● **Problem statement**
If a line of the material holds the string "true", please copy it.

● **Given data**

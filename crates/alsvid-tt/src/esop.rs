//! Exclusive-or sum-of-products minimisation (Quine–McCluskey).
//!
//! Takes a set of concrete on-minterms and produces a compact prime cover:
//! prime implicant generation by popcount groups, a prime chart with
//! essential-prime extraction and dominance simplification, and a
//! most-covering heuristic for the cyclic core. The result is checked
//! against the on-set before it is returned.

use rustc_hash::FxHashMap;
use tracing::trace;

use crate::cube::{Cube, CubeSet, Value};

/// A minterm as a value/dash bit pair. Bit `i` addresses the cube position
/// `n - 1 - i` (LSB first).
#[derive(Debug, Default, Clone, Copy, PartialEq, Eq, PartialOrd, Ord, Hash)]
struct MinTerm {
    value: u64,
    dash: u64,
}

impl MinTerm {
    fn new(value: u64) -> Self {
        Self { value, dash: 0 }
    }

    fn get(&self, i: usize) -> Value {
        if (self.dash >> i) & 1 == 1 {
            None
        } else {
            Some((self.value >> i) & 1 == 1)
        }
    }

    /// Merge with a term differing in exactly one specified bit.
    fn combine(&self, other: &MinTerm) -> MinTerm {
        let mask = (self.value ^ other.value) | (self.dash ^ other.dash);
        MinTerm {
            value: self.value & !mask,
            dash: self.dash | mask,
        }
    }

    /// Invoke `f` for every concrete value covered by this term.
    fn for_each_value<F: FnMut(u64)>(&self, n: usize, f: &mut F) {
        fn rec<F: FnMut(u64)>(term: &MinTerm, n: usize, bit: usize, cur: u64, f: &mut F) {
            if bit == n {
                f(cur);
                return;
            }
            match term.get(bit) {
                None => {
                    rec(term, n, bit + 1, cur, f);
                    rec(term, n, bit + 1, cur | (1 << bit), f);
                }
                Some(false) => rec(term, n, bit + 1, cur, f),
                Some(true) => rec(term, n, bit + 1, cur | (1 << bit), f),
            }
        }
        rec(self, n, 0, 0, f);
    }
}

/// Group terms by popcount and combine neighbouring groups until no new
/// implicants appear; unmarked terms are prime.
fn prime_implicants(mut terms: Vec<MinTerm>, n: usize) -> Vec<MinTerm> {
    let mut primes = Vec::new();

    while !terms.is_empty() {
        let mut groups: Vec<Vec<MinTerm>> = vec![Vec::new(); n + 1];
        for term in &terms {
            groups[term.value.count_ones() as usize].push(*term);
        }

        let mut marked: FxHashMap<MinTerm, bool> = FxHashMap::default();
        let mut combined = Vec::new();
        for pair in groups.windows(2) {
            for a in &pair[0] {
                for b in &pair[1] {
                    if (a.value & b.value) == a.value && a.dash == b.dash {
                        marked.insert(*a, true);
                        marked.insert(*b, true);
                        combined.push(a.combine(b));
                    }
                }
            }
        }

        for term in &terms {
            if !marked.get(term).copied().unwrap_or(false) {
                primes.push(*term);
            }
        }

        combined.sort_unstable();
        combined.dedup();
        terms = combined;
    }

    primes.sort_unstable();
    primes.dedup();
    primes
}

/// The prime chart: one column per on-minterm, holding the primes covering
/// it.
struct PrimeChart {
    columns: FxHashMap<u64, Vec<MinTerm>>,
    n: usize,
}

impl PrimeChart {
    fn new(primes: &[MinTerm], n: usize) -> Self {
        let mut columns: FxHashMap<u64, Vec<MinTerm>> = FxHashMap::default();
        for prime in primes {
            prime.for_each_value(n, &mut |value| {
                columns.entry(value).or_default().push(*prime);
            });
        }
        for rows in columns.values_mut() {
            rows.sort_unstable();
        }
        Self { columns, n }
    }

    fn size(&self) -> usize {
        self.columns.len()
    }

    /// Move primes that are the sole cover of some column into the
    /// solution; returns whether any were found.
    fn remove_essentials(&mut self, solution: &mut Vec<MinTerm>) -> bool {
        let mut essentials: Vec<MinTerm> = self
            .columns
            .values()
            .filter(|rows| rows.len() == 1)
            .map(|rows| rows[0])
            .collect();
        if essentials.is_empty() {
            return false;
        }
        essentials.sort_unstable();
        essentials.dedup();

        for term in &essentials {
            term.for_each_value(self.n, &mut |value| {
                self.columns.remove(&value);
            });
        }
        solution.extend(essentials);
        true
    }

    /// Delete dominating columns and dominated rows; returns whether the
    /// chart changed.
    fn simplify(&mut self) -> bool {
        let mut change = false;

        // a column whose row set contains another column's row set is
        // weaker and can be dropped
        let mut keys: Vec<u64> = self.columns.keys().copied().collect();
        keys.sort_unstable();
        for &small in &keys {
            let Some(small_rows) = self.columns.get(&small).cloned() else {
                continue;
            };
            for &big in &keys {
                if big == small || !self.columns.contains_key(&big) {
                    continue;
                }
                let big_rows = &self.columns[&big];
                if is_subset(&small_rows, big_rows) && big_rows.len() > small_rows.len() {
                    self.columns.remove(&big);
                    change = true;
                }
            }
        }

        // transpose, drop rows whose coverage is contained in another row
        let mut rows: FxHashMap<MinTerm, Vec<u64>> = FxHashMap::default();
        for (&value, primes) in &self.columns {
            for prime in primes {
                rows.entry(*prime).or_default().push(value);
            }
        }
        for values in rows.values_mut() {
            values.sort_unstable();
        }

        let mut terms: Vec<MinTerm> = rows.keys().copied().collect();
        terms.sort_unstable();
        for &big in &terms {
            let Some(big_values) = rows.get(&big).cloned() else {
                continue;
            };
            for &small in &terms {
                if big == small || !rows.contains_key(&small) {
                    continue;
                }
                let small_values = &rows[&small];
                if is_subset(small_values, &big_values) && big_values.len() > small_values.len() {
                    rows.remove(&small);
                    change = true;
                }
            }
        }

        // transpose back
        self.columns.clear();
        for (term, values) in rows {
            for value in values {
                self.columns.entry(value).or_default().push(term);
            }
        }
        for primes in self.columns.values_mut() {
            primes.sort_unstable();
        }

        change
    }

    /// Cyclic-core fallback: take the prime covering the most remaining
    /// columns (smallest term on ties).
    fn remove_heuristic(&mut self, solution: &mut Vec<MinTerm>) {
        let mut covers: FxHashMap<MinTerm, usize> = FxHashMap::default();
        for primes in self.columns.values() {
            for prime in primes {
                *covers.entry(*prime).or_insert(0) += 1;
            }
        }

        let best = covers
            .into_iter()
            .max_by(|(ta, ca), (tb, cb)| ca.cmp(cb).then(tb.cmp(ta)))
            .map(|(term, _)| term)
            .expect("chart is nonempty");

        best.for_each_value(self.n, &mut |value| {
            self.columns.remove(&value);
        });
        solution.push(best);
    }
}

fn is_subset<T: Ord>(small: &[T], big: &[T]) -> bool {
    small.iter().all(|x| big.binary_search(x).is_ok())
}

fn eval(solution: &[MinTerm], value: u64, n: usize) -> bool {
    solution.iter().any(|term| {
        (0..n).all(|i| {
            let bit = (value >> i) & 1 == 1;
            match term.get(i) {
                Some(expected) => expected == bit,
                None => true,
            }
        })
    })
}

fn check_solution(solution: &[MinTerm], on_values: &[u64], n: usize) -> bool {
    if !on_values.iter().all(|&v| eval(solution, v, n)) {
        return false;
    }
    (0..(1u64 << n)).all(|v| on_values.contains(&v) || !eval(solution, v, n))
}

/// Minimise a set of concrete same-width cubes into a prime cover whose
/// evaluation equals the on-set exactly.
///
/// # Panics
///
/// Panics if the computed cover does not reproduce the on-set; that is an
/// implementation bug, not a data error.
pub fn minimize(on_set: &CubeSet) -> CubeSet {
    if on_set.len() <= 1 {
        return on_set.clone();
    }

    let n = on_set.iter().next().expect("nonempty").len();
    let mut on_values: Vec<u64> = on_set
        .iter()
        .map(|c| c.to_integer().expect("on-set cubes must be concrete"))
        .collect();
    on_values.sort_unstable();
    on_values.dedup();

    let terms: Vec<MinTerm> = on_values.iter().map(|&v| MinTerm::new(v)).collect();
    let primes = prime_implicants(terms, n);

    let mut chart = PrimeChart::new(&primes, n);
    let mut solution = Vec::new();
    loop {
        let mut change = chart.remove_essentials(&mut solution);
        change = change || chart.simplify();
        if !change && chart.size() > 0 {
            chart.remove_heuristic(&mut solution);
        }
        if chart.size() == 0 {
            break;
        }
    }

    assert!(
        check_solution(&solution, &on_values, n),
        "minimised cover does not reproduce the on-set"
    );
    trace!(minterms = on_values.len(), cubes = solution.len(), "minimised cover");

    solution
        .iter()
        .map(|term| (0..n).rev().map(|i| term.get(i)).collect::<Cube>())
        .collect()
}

● **The answer**
                Some(true) => rec(term, n, bit + 1, cur | (1 << bit), f),
                        marked.insert(*a, true);
                        marked.insert(*b, true);
        true
                    change = true;
                    change = true;
                None => true,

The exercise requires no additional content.